Pol Galofre y Valentín Alemán vuelven a grabarlo todo. También la bicicleta, con el ciclista y la vieja jugadora de ajedrez. También el mapa del mundo y el orden social de la ciencia. También el papel higiénico que une las seis plantas desde el aire. También el ser de escombros que late en la esquina de otra planta. También la sinapsis de Cajal en el suelo, y la proyección en la pared de la Acción Cultural Científica (1975-2015). Han pasado cuarenta años como si fueran cuarenta minutos. Pronto veremos todas las imágenes en movimiento.

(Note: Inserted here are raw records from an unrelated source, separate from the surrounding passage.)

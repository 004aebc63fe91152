//! Resolution of locale-suffixed helper names.
//!
//! Given a base helper name such as `users` and a suffix such as `path`, the
//! resolver picks which locale's helper (`users_fr_path`, `users_en_path`, ...)
//! should answer a call. Existence of a candidate is checked through a
//! [`CapabilityProbe`] supplied by the host.

use serde_json::Value;

use crate::{CapabilityProbe, Locale, LocaleSettings, Params, normalize_identifier};

/// Builds the helper name `"{base}_{locale}_{suffix}"`.
///
/// `locale` is normalized with [`normalize_identifier`], so both `pt-BR` and
/// an already normalized `pt_br` produce the same name.
#[must_use]
pub fn candidate_name(base: &str, locale: &str, suffix: &str) -> String {
    format!("{base}_{}_{suffix}", normalize_identifier(locale))
}

/// Picks the locale whose helper answers a call.
#[derive(Debug, Clone, Copy)]
pub struct RouteNameResolver<'a> {
    settings: &'a LocaleSettings,
}

impl<'a> RouteNameResolver<'a> {
    /// Creates a resolver over `settings`.
    #[must_use]
    pub const fn new(settings: &'a LocaleSettings) -> Self {
        Self { settings }
    }

    /// Returns the locale-suffixed helper name for `base_name`.
    ///
    /// Candidates are tried in this order:
    ///
    /// 1. the locale passed in `args` under the locale parameter key, but
    ///    only when host locales are configured;
    /// 2. `current_locale`, when its helper exists;
    /// 3. with deduplication enabled, the first locale of the current
    ///    locale's fallback chain whose helper exists;
    /// 4. the default locale, whether or not its helper exists.
    ///
    /// # Examples
    ///
    /// ```rust
    /// use route_locales::{Locale, LocaleSettings, Params, RouteNameResolver};
    ///
    /// let settings = LocaleSettings::new("en")
    ///     .with_fallbacks("fr", ["es"])
    ///     .with_deduplication(true);
    /// let exists = |name: &str| name == "users_es_show";
    /// let name = RouteNameResolver::new(&settings).resolve_name(
    ///     &Params::new(),
    ///     "users",
    ///     "show",
    ///     &Locale::new("fr"),
    ///     &exists,
    /// );
    /// assert_eq!(name, "users_es_show");
    /// ```
    #[must_use]
    pub fn resolve_name<P: CapabilityProbe + ?Sized>(
        &self,
        args: &Params,
        base_name: &str,
        suffix: &str,
        current_locale: &Locale,
        probe: &P,
    ) -> String {
        if let Some(explicit) = self.explicit_locale(args) {
            return candidate_name(base_name, explicit, suffix);
        }

        let current = candidate_name(base_name, current_locale.as_str(), suffix);
        if probe.exists(&current) {
            return current;
        }

        if self.settings.deduplicate_routes {
            let fallback = self
                .settings
                .fallback_chain(current_locale)
                .iter()
                .map(|locale| candidate_name(base_name, locale.as_str(), suffix))
                .find(|candidate| probe.exists(candidate));
            if let Some(name) = fallback {
                return name;
            }
        }

        tracing::trace!(
            base = base_name,
            locale = %current_locale,
            "resolving helper to default locale"
        );
        candidate_name(base_name, self.settings.default_locale.as_str(), suffix)
    }

    fn explicit_locale<'p>(&self, args: &'p Params) -> Option<&'p str> {
        if self.settings.host_locales.is_empty() {
            return None;
        }
        args.get(&self.settings.locale_param_key)
            .and_then(Value::as_str)
            .filter(|locale| !locale.is_empty())
    }
}

#[cfg(test)]
mod tests {
    use super::*;
    use rstest::{fixture, rstest};
    use std::collections::BTreeSet;

    #[fixture]
    fn settings() -> LocaleSettings {
        LocaleSettings::new("en")
            .with_available_locales(["en", "es", "fr", "pt-BR"])
            .with_fallbacks("fr", ["es"])
            .with_deduplication(true)
    }

    fn helpers(names: &[&str]) -> BTreeSet<String> {
        names.iter().map(|name| (*name).to_owned()).collect()
    }

    fn args(locale: &str) -> Params {
        Params::from([(String::from("locale"), Value::from(locale))])
    }

    #[rstest]
    #[case::current_exists(&["users_fr_show", "users_es_show"], "users_fr_show")]
    #[case::fallback_exists(&["users_es_show"], "users_es_show")]
    #[case::nothing_exists(&[], "users_en_show")]
    fn resolves_in_priority_order(
        settings: LocaleSettings,
        #[case] existing: &[&str],
        #[case] expected: &str,
    ) {
        let known = helpers(existing);
        let probe = |name: &str| known.contains(name);
        let name = RouteNameResolver::new(&settings).resolve_name(
            &Params::new(),
            "users",
            "show",
            &Locale::new("fr"),
            &probe,
        );
        assert_eq!(name, expected);
    }

    #[rstest]
    fn fallbacks_are_ignored_without_deduplication(settings: LocaleSettings) {
        let plain = settings.with_deduplication(false);
        let probe = |name: &str| name == "users_es_show";
        let name = RouteNameResolver::new(&plain).resolve_name(
            &Params::new(),
            "users",
            "show",
            &Locale::new("fr"),
            &probe,
        );
        assert_eq!(name, "users_en_show");
    }

    #[rstest]
    fn explicit_locale_needs_host_locales(settings: LocaleSettings) {
        let probe = |_: &str| false;
        let without_hosts = RouteNameResolver::new(&settings).resolve_name(
            &args("es"),
            "users",
            "path",
            &Locale::new("fr"),
            &probe,
        );
        assert_eq!(without_hosts, "users_en_path");

        let hosted = settings.with_host_locale("*.es", "es");
        let with_hosts = RouteNameResolver::new(&hosted).resolve_name(
            &args("pt-BR"),
            "users",
            "path",
            &Locale::new("fr"),
            &probe,
        );
        assert_eq!(with_hosts, "users_pt_br_path");
    }

    #[rstest]
    fn non_string_locale_argument_is_ignored(settings: LocaleSettings) {
        let hosted = settings.with_host_locale("*.es", "es");
        let mut params = Params::new();
        params.insert(String::from("locale"), Value::from(3));
        let probe = |name: &str| name == "users_fr_path";
        let name = RouteNameResolver::new(&hosted).resolve_name(
            &params,
            "users",
            "path",
            &Locale::new("fr"),
            &probe,
        );
        assert_eq!(name, "users_fr_path");
    }

    #[rstest]
    #[case("users", "pt-BR", "url", "users_pt_br_url")]
    #[case("users", "pt_br", "url", "users_pt_br_url")]
    #[case("about", "fr-CA", "path", "about_fr_ca_path")]
    fn candidate_names_use_normalized_locales(
        #[case] base: &str,
        #[case] locale: &str,
        #[case] suffix: &str,
        #[case] expected: &str,
    ) {
        assert_eq!(candidate_name(base, locale, suffix), expected);
    }
}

Si algo se puede llamar práctica estética disidente, es esto. Encarnamos, vivenciamos lo que muchos libros han escrito desde hace siglos. Hacerlo desde la imaginación que procuran las estéticas de la precariedad y la calle, hasta el edificio de la institución. Insertar en la lógica institucional una ficha que desentona. Un instante de cortocircuito. Feminismos raros. Radicales libres. Ininteligiblemente auténtico. No sabemos dónde nos van a llevar estos quince minutos. En la retina y vientre de quienes asistieron quedará este efímero sueño tecnocientífico.